Esta subida em alta justifica-se “por uma época de resultados do segundo trimestre forte e generalizada” e também por “sinais crescentes de monetização” dos gastos relacionados com a inteligência artificial (IA), disse o banco numa nota transcrita pela publicação financeira Investing.
Depois de 87% das empresas, que estão cotadas no S&P 500, terem reportado resultados, referentes ao segundo trimestre, a equipa de estrategistas do JP Morgan, liderada por Dubravko Lakos-Bujas, considerou que o cenário de lucros “mantém-se sólido e generalizado em diversos setores”.
Foi ainda subida a estimativa de lucros por ação, para este ano, para os 365 dólares, um crescimento de 35% face ao ano anterior, superando a estimativa dos analistas que se fixava em 358 dólares, diz a nota.
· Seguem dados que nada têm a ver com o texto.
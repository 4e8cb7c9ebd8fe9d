use async_trait::async_trait;
use sea_orm::{
    ActiveModelTrait, ColumnTrait, DatabaseConnection, EntityTrait, QueryFilter, QueryOrder, Set,
    TransactionTrait,
};
use tracing::error;

use crate::domain::{
    ChargingStation, ConnectorType, DomainError, DomainResult, GeoPoint, StationChanges,
    StationRepository, StationStatus,
};
use crate::infrastructure::database::entities::charging_station::{self, PointColumn};

pub struct SeaOrmStationRepository {
    db: DatabaseConnection,
}

impl SeaOrmStationRepository {
    pub fn new(db: DatabaseConnection) -> Self {
        Self { db }
    }
}

// ── Conversion helpers ──────────────────────────────────────────

fn entity_status_to_domain(status: charging_station::StationStatus) -> StationStatus {
    match status {
        charging_station::StationStatus::Active => StationStatus::Active,
        charging_station::StationStatus::Inactive => StationStatus::Inactive,
    }
}

fn domain_status_to_entity(status: StationStatus) -> charging_station::StationStatus {
    match status {
        StationStatus::Active => charging_station::StationStatus::Active,
        StationStatus::Inactive => charging_station::StationStatus::Inactive,
    }
}

fn entity_connector_to_domain(connector: charging_station::ConnectorType) -> ConnectorType {
    match connector {
        charging_station::ConnectorType::Type2 => ConnectorType::Type2,
        charging_station::ConnectorType::Ccs => ConnectorType::Ccs,
        charging_station::ConnectorType::Chademo => ConnectorType::Chademo,
        charging_station::ConnectorType::AcType1 => ConnectorType::AcType1,
        charging_station::ConnectorType::AcType3 => ConnectorType::AcType3,
    }
}

fn domain_connector_to_entity(connector: ConnectorType) -> charging_station::ConnectorType {
    match connector {
        ConnectorType::Type2 => charging_station::ConnectorType::Type2,
        ConnectorType::Ccs => charging_station::ConnectorType::Ccs,
        ConnectorType::Chademo => charging_station::ConnectorType::Chademo,
        ConnectorType::AcType1 => charging_station::ConnectorType::AcType1,
        ConnectorType::AcType3 => charging_station::ConnectorType::AcType3,
    }
}

fn point_to_column(point: &GeoPoint) -> PointColumn {
    PointColumn {
        kind: point.kind().to_string(),
        coordinates: point.coordinates().to_vec(),
    }
}

fn station_model_to_domain(model: charging_station::Model) -> DomainResult<ChargingStation> {
    let location = GeoPoint::from_geojson(&model.location.kind, &model.location.coordinates)
        .map_err(|e| {
            error!(station_id = %model.id, "Stored location is not a valid point: {}", e);
            DomainError::Internal(format!("Corrupt location for station {}: {}", model.id, e))
        })?;

    Ok(ChargingStation {
        id: model.id,
        owner_id: model.user_id,
        name: model.name,
        location,
        address_display_name: model.address_display_name,
        status: entity_status_to_domain(model.status),
        power_output: model.power_output,
        connector_type: entity_connector_to_domain(model.connector_type),
        created_at: model.created_at,
        updated_at: model.updated_at,
    })
}

fn changes_to_active_model(changes: StationChanges) -> charging_station::ActiveModel {
    let mut model = charging_station::ActiveModel {
        updated_at: Set(changes.updated_at),
        ..Default::default()
    };

    if let Some(name) = changes.name {
        model.name = Set(name);
    }
    if let Some(location) = changes.location {
        model.location = Set(point_to_column(&location));
    }
    if let Some(label) = changes.address_display_name {
        model.address_display_name = Set(label);
    }
    if let Some(status) = changes.status {
        model.status = Set(domain_status_to_entity(status));
    }
    if let Some(power_output) = changes.power_output {
        model.power_output = Set(power_output);
    }
    if let Some(connector_type) = changes.connector_type {
        model.connector_type = Set(domain_connector_to_entity(connector_type));
    }
    model
}

// ── Repository implementation ───────────────────────────────────

#[async_trait]
impl StationRepository for SeaOrmStationRepository {
    async fn insert(&self, station: ChargingStation) -> DomainResult<ChargingStation> {
        let model = charging_station::ActiveModel {
            id: Set(station.id),
            user_id: Set(station.owner_id),
            name: Set(station.name),
            location: Set(point_to_column(&station.location)),
            address_display_name: Set(station.address_display_name),
            status: Set(domain_status_to_entity(station.status)),
            power_output: Set(station.power_output),
            connector_type: Set(domain_connector_to_entity(station.connector_type)),
            created_at: Set(station.created_at),
            updated_at: Set(station.updated_at),
        };

        station_model_to_domain(model.insert(&self.db).await?)
    }

    async fn find_by_id(&self, id: &str) -> DomainResult<Option<ChargingStation>> {
        charging_station::Entity::find_by_id(id)
            .one(&self.db)
            .await?
            .map(station_model_to_domain)
            .transpose()
    }

    async fn find_by_owner(&self, owner_id: &str) -> DomainResult<Vec<ChargingStation>> {
        charging_station::Entity::find()
            .filter(charging_station::Column::UserId.eq(owner_id))
            .order_by_desc(charging_station::Column::CreatedAt)
            .all(&self.db)
            .await?
            .into_iter()
            .map(station_model_to_domain)
            .collect()
    }

    async fn update_owned(
        &self,
        id: &str,
        owner_id: &str,
        changes: StationChanges,
    ) -> DomainResult<Option<ChargingStation>> {
        let txn = self.db.begin().await?;

        let result = charging_station::Entity::update_many()
            .set(changes_to_active_model(changes))
            .filter(charging_station::Column::Id.eq(id))
            .filter(charging_station::Column::UserId.eq(owner_id))
            .exec(&txn)
            .await?;

        if result.rows_affected == 0 {
            txn.rollback().await?;
            return Ok(None);
        }

        let model = charging_station::Entity::find_by_id(id).one(&txn).await?;
        txn.commit().await?;

        model.map(station_model_to_domain).transpose()
    }

    async fn delete_owned(&self, id: &str, owner_id: &str) -> DomainResult<bool> {
        let result = charging_station::Entity::delete_many()
            .filter(charging_station::Column::Id.eq(id))
            .filter(charging_station::Column::UserId.eq(owner_id))
            .exec(&self.db)
            .await?;

        Ok(result.rows_affected > 0)
    }
}
//! Credential operations: registration and login
//!
//! HTTP handlers are thin wrappers that delegate to this service.

use std::sync::Arc;

use tracing::{info, warn};

use crate::domain::{CreateUserDto, DomainError, DomainResult, RepositoryProvider, UserSummary};
use crate::infrastructure::crypto::password::{hash_password, verify_password, DEFAULT_COST};
use crate::infrastructure::crypto::TokenService;

/// Identity plus a freshly issued bearer token
#[derive(Debug, Clone)]
pub struct AuthSession {
    pub user: UserSummary,
    pub token: String,
}

pub struct CredentialService {
    repos: Arc<dyn RepositoryProvider>,
    tokens: Arc<TokenService>,
    bcrypt_cost: u32,
}

impl CredentialService {
    pub fn new(repos: Arc<dyn RepositoryProvider>, tokens: Arc<TokenService>) -> Self {
        Self {
            repos,
            tokens,
            bcrypt_cost: DEFAULT_COST,
        }
    }

    pub fn with_bcrypt_cost(mut self, cost: u32) -> Self {
        self.bcrypt_cost = cost;
        self
    }

    // ── Registration ────────────────────────────────────────────

    /// Create a user and return it with a token.
    pub async fn register(&self, username: &str, password: &str) -> DomainResult<AuthSession> {
        if username.is_empty() || password.is_empty() {
            return Err(DomainError::MissingFields);
        }

        if self.repos.users().find_by_username(username).await?.is_some() {
            return Err(DomainError::DuplicateUser(username.to_string()));
        }

        let password_hash = {
            let password = password.to_string();
            let cost = self.bcrypt_cost;
            tokio::task::spawn_blocking(move || hash_password(&password, cost))
                .await
                .map_err(|e| DomainError::Internal(format!("Hashing task failed: {}", e)))?
                .map_err(|e| DomainError::Internal(format!("Failed to hash password: {}", e)))?
        };

        let user = self
            .repos
            .users()
            .create_user(CreateUserDto {
                username: username.to_string(),
                password_hash,
            })
            .await?;

        let token = self.tokens.issue(&user.id)?;

        info!(user_id = %user.id, username = %user.username, "New user registered");
        Ok(AuthSession {
            user: user.into(),
            token,
        })
    }

    // ── Authentication ──────────────────────────────────────────

    /// Unknown user and wrong password yield the same `InvalidCredentials`.
    pub async fn login(&self, username: &str, password: &str) -> DomainResult<AuthSession> {
        if username.is_empty() || password.is_empty() {
            return Err(DomainError::MissingFields);
        }

        let Some(user) = self.repos.users().find_by_username(username).await? else {
            metrics::counter!("auth_failures_total", "reason" => "invalid_credentials")
                .increment(1);
            return Err(DomainError::InvalidCredentials);
        };

        let valid = {
            let password = password.to_string();
            let hash = user.password_hash.clone();
            tokio::task::spawn_blocking(move || verify_password(&password, &hash))
                .await
                .map_err(|e| DomainError::Internal(format!("Hashing task failed: {}", e)))?
                .unwrap_or_else(|e| {
                    warn!(user_id = %user.id, "Stored password hash is unreadable: {}", e);
                    false
                })
        };

        if !valid {
            metrics::counter!("auth_failures_total", "reason" => "invalid_credentials")
                .increment(1);
            return Err(DomainError::InvalidCredentials);
        }

        let token = self.tokens.issue(&user.id)?;

        info!(user_id = %user.id, "User logged in");
        Ok(AuthSession {
            user: user.into(),
            token,
        })
    }
}

#[cfg(test)]
mod tests {
    use super::*;
    use crate::infrastructure::crypto::JwtConfig;
    use crate::infrastructure::storage::InMemoryRepositoryProvider;

    fn service() -> (CredentialService, Arc<TokenService>) {
        let repos: Arc<dyn RepositoryProvider> = Arc::new(InMemoryRepositoryProvider::new());
        let tokens = Arc::new(TokenService::new(&JwtConfig {
            secret: "test-secret".into(),
            issuer: "charger-directory".into(),
        }));
        (
            CredentialService::new(repos, tokens.clone()).with_bcrypt_cost(4),
            tokens,
        )
    }

    #[tokio::test]
    async fn register_returns_identity_and_valid_token() {
        let (credentials, tokens) = service();
        let session = credentials.register("alice", "pw1").await.unwrap();

        assert_eq!(session.user.username, "alice");
        assert_eq!(tokens.verify(&session.token).unwrap(), session.user.id);
    }

    #[tokio::test]
    async fn register_requires_both_fields() {
        let (credentials, _) = service();
        assert!(matches!(
            credentials.register("", "pw1").await,
            Err(DomainError::MissingFields)
        ));
        assert!(matches!(
            credentials.register("alice", "").await,
            Err(DomainError::MissingFields)
        ));
    }

    #[tokio::test]
    async fn duplicate_username_is_rejected() {
        let (credentials, _) = service();
        credentials.register("alice", "pw1").await.unwrap();

        assert!(matches!(
            credentials.register("alice", "other").await,
            Err(DomainError::DuplicateUser(name)) if name == "alice"
        ));
        // Usernames are case-sensitive.
        assert!(credentials.register("Alice", "pw1").await.is_ok());
    }

    #[tokio::test]
    async fn login_accepts_correct_password() {
        let (credentials, tokens) = service();
        let registered = credentials.register("alice", "pw1").await.unwrap();
        let session = credentials.login("alice", "pw1").await.unwrap();

        assert_eq!(session.user, registered.user);
        assert_eq!(tokens.verify(&session.token).unwrap(), registered.user.id);
    }

    #[tokio::test]
    async fn login_failures_are_indistinguishable() {
        let (credentials, _) = service();
        credentials.register("alice", "pw1").await.unwrap();

        let wrong_password = credentials.login("alice", "nope").await.unwrap_err();
        let unknown_user = credentials.login("bob", "pw1").await.unwrap_err();

        assert!(matches!(wrong_password, DomainError::InvalidCredentials));
        assert!(matches!(unknown_user, DomainError::InvalidCredentials));
        assert_eq!(wrong_password.to_string(), unknown_user.to_string());
    }

    #[tokio::test]
    async fn login_requires_both_fields() {
        let (credentials, _) = service();
        assert!(matches!(
            credentials.login("alice", "").await,
            Err(DomainError::MissingFields)
        ));
    }
}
Foi revista também em alta a estimativa de lucros por ação, para 2027, para os 420 dólares, um aumento de 15%.
Apesar da instituição financeira ter considerado que estamos perante “um dos ambientes fundamentais mais fortes” desde a crise financeira mundial foi mantido o múltiplo futuro do S&P 500 em 20x os lucros, devido a fatores como “taxas de juro persistentemente elevadas, incerteza geopolítica e a significativa oferta de capital próprio e dívida ainda por absorver”, referiu a nota transcrita pelo Investing.
As despesas de capital (capex), por parte das hiperescaladoras que fornecem cloud (ou nuvem), foi apontado também como um “tema central” da época de resultados bem como um “maior foco” na monetização e no “retorno do investimento”, acrescentando que esses sinais foram dados pela Google, Amazon e Microsoft, na apresentação dos seus resultados que acabaram por “corresponder às elevadas expectativas” dos investidores.
Mas o banco espera que o fluxo de caixa livre (free cash flow) das hiperescaladoras esteja sob pressão. Com excepção da Microsoft os estrategistas, liderados por por Dubravko Lakos-Bujas, esperam um fluxo de caixa livre negativo para a maioria dos participantes do grupo até 2026-2027.